Some women from ethnic minority groups appeared to abstain from the discussion around the role of sexual behaviours in cervical cancer development and in Group 6 (where all women were from Bangladeshi backgrounds), sexual behaviour was not mentioned at all.
Women had varying views about whether age increased or decreased risk of cervical cancer and some provided possible mechanisms for why this might be. For example, one woman who thought cervical cancer risk decreased with age suggested this was because the cervix erodes:
“You lose, what is it, the ovaries … your actually cervix etcetera actually erodes away a bit … but I presume you have less chance because you’d have presumably less cervix, or whatever” (P2, Group 1).
Another woman who believed that age increased the risk of cervical cancer thought this was due to hormonal changes:
“I do believe our chances go up now of getting it. Just because the hormonal change, the oestrogen and that and so you, they might wear away cells at a different rate” (P3, Group 1).
Other causal beliefs
Other suggestions of factors that increase the risk of cervical cancer were varied and dispersed between groups. They included smoking, alcohol, ethnicity, obesity, having children, fibroids, lacking vitamins, breastfeeding, chemicals in soap, vaginal dryness, hormonal changes, negative emotions, diabetes, and urine infection. One woman mentioned ‘papilloma virus’. Four of six focus groups discussed how family history of cervical cancer could predispose or increase the risk of cervical cancer; “I think it’s something that’s passed down … So, if you have someone in the family you’re more likely to develop it.” (P4, Group 1).
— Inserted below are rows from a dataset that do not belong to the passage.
//! Translator state and event handlers.
//!
//! `App` owns everything the screen shows. Handlers mutate it and return the
//! side effects the runtime has to carry out, so nothing here touches the
//! terminal, the network or a timer directly.

use std::time::Duration;

use crate::clipboard::ClipboardError;
use crate::translator::TranslationError;

pub const PLACEHOLDER: &str = "Translation will appear here...";
pub const ERROR_MESSAGE: &str = "Error: Unable to translate. Please try again.";
pub const COPIED: &str = "Translation copied to clipboard!";
pub const NOTHING_TO_COPY: &str = "Nothing to copy!";
pub const COPY_FAILED: &str = "Failed to copy. Please try again.";

#[derive(Debug, Clone, PartialEq, Eq)]
pub struct TranslationRequest {
    pub seq: u64,
    pub text: String,
    pub source: String,
    pub target: String,
}

#[derive(Debug, Clone, PartialEq, Eq)]
pub enum Output {
    Placeholder,
    Loading,
    Result(String),
    Error,
}

#[derive(Debug, Clone, PartialEq, Eq)]
pub struct Notification {
    pub id: u64,
    pub message: &'static str,
}

#[derive(Debug)]
pub enum Event {
    InputChanged(String),
    SourceChanged(String),
    TargetChanged(String),
    Swap,
    Clear,
    Copy,
    Example(usize),
    DebounceElapsed(u64),
    TranslationFinished {
        seq: u64,
        result: Result<String, TranslationError>,
    },
    CopyFinished(Result<(), ClipboardError>),
    NotificationExpired(u64),
}

#[derive(Debug, Clone, PartialEq, Eq)]
pub enum Effect {
    ScheduleDebounce { generation: u64 },
    CancelDebounce,
    Translate(TranslationRequest),
    CopyToClipboard(String),
    ExpireNotification { id: u64, after: Duration },
}

pub struct App {
    input: String,
    source: String,
    target: String,
    output: Output,
    char_count: usize,
    notification: Option<Notification>,
    examples: Vec<String>,
    notification_duration: Duration,
    latest_seq: u64,
    debounce_generation: u64,
    next_notification_id: u64,
}

impl App {
    pub fn new(
        source: String,
        target: String,
        examples: Vec<String>,
        notification_duration: Duration,
    ) -> Self {
        Self {
            input: String::new(),
            source,
            target,
            output: Output::Placeholder,
            char_count: 0,
            notification: None,
            examples,
            notification_duration,
            latest_seq: 0,
            debounce_generation: 0,
            next_notification_id: 0,
        }
    }

    pub fn input(&self) -> &str {
        &self.input
    }

    pub fn source(&self) -> &str {
        &self.source
    }

    pub fn target(&self) -> &str {
        &self.target
    }

    pub fn output(&self) -> &Output {
        &self.output
    }

    pub fn char_count(&self) -> usize {
        self.char_count
    }

    pub fn notification(&self) -> Option<&Notification> {
        self.notification.as_ref()
    }

    pub fn examples(&self) -> &[String] {
        &self.examples
    }

    pub fn is_loading(&self) -> bool {
        self.output == Output::Loading
    }

    /// Text shown in the output area.
    pub fn output_text(&self) -> &str {
        match &self.output {
            Output::Placeholder => PLACEHOLDER,
            Output::Loading => "",
            Output::Result(text) => text.as_str(),
            Output::Error => ERROR_MESSAGE,
        }
    }

    pub fn handle(&mut self, event: Event) -> Vec<Effect> {
        match event {
            Event::InputChanged(text) => self.set_input(text),
            Event::SourceChanged(code) => {
                self.source = code;
                self.request_translation()
            }
            Event::TargetChanged(code) => {
                self.target = code;
                self.request_translation()
            }
            Event::Swap => self.swap(),
            Event::Clear => self.clear(),
            Event::Copy => self.copy(),
            Event::Example(index) => match self.examples.get(index) {
                Some(text) => {
                    let text = text.clone();
                    self.set_input(text)
                }
                None => {
                    tracing::warn!("No example at index {}", index);
                    Vec::new()
                }
            },
            Event::DebounceElapsed(generation) => {
                // A timer that fired just before a newer keystroke may still be queued.
                if generation != self.debounce_generation {
                    tracing::debug!("Ignoring stale debounce #{}", generation);
                    return Vec::new();
                }
                self.request_translation()
            }
            Event::TranslationFinished { seq, result } => {
                self.finish_translation(seq, result);
                Vec::new()
            }
            Event::CopyFinished(Ok(())) => self.notify(COPIED),
            Event::CopyFinished(Err(e)) => {
                tracing::error!("Copy failed: {}", e);
                self.notify(COPY_FAILED)
            }
            Event::NotificationExpired(id) => {
                if self.notification.as_ref().is_some_and(|n| n.id == id) {
                    self.notification = None;
                }
                Vec::new()
            }
        }
    }

    fn set_input(&mut self, text: String) -> Vec<Effect> {
        self.input = text;
        self.char_count = self.input.chars().count();
        self.debounce_generation += 1;
        vec![Effect::ScheduleDebounce {
            generation: self.debounce_generation,
        }]
    }

    fn request_translation(&mut self) -> Vec<Effect> {
        // Any answer still in flight is now out of date.
        self.latest_seq += 1;

        let text = self.input.trim();
        if text.is_empty() {
            self.output = Output::Placeholder;
            return Vec::new();
        }

        self.output = Output::Loading;
        vec![Effect::Translate(TranslationRequest {
            seq: self.latest_seq,
            text: text.to_string(),
            source: self.source.clone(),
            target: self.target.clone(),
        })]
    }

    fn finish_translation(&mut self, seq: u64, result: Result<String, TranslationError>) {
        if seq != self.latest_seq {
            tracing::debug!("Discarding stale translation #{} (latest #{})", seq, self.latest_seq);
            return;
        }
        self.output = match result {
            Ok(text) => Output::Result(text),
            Err(e) => {
                tracing::error!("Translation error: {}", e);
                Output::Error
            }
        };
    }

    fn swap(&mut self) -> Vec<Effect> {
        std::mem::swap(&mut self.source, &mut self.target);
        match &self.output {
            Output::Result(text) if !text.is_empty() => {
                let text = text.clone();
                self.set_input(text)
            }
            _ => Vec::new(),
        }
    }

    fn clear(&mut self) -> Vec<Effect> {
        self.input.clear();
        self.char_count = 0;
        self.output = Output::Placeholder;
        self.latest_seq += 1;
        self.debounce_generation += 1;
        vec![Effect::CancelDebounce]
    }

    fn copy(&mut self) -> Vec<Effect> {
        match &self.output {
            Output::Result(text) if !text.is_empty() => vec![Effect::CopyToClipboard(text.clone())],
            Output::Error => vec![Effect::CopyToClipboard(ERROR_MESSAGE.to_string())],
            _ => self.notify(NOTHING_TO_COPY),
        }
    }

    fn notify(&mut self, message: &'static str) -> Vec<Effect> {
        self.next_notification_id += 1;
        let id = self.next_notification_id;
        self.notification = Some(Notification { id, message });
        vec![Effect::ExpireNotification {
            id,
            after: self.notification_duration,
        }]
    }
}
A small number of women from ethnic minority backgrounds believed that using condoms could increase the risk of developing cervical cancer. This was based on beliefs that, in their countries, condoms could cause diseases; “… there’s a time where you did HIV/AIDS campaigns in Zimbabwe. There was that some kind of say that condoms were bringing a lot of diseases to people.” (P7, Group 5). However, one women disagreed and felt that condoms were safer in the UK because they were tested to ensure they met a certain standard. Some women, particularly those from ethnic minority backgrounds, described fatalistic beliefs about cervical cancer, feeling that a cervical cancer diagnosis would be beyond their control; “I just think anyone can get it. Sort of like whether you’re really healthy or whatever, you still, there’s a slight risk that you could have it. If you’re gonna get it you’re gonna get it” (P1, Group 3). Other women believed that there is a level of control over developing cervical cancer because they have control over whether they attend cervical screening and whether they have multiple partners or unprotected sex (mentioned in three groups).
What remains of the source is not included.